- What you should do:
The entries follow. Copy every line in which "pagination" appears.

Extracted records
++++++++

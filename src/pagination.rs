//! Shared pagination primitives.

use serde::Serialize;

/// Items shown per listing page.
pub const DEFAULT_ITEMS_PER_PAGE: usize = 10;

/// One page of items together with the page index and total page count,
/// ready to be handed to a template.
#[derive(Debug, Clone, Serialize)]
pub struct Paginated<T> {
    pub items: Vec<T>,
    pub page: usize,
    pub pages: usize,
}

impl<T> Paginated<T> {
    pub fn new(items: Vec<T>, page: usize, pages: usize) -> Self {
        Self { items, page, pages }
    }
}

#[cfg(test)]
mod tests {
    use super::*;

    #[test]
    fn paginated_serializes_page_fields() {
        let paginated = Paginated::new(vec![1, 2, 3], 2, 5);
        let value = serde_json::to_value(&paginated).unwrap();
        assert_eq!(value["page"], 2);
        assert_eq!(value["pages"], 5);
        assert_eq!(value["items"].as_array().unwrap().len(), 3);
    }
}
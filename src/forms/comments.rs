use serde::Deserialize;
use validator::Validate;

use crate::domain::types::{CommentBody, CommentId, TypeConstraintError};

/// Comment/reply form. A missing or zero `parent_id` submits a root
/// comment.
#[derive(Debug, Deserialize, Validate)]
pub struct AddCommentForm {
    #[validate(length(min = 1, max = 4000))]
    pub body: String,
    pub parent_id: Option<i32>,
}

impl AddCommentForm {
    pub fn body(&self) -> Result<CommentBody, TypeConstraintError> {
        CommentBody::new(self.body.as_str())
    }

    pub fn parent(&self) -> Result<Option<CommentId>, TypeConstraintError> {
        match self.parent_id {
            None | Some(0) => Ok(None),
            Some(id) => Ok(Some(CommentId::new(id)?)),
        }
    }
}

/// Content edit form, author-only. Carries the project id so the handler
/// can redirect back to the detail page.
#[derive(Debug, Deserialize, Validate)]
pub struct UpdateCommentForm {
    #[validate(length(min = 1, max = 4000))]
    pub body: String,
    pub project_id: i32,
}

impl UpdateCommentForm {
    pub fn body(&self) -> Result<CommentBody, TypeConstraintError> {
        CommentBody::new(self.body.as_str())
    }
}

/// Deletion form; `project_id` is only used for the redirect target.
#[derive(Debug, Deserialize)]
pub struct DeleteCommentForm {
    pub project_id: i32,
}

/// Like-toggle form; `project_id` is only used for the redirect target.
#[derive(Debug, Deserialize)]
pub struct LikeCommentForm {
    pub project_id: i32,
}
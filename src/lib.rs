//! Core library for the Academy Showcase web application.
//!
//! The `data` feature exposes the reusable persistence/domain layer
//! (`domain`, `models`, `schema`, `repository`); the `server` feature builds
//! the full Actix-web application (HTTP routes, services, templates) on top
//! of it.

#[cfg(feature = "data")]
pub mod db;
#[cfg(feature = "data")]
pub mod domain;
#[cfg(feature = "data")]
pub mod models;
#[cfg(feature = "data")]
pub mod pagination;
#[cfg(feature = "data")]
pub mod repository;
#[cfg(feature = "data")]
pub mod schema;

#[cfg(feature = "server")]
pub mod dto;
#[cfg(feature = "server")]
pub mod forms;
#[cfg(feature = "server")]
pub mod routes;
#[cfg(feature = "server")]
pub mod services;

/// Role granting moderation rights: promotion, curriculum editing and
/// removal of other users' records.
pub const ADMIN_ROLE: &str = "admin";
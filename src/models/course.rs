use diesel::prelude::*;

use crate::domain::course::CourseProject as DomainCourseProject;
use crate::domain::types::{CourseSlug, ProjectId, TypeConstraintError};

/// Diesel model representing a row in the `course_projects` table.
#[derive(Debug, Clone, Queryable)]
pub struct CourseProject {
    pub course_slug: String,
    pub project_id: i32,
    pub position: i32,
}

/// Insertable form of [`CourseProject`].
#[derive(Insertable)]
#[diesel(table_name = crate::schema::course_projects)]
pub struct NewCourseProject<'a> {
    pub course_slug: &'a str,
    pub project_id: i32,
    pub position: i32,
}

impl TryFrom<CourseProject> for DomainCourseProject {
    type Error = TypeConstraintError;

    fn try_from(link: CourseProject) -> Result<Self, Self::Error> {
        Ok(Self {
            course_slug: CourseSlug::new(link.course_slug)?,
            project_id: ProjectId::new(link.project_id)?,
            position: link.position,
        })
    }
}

++++++++

- Expected output:
filename src/pagination.rs
//! Shared pagination primitives.
pub mod pagination;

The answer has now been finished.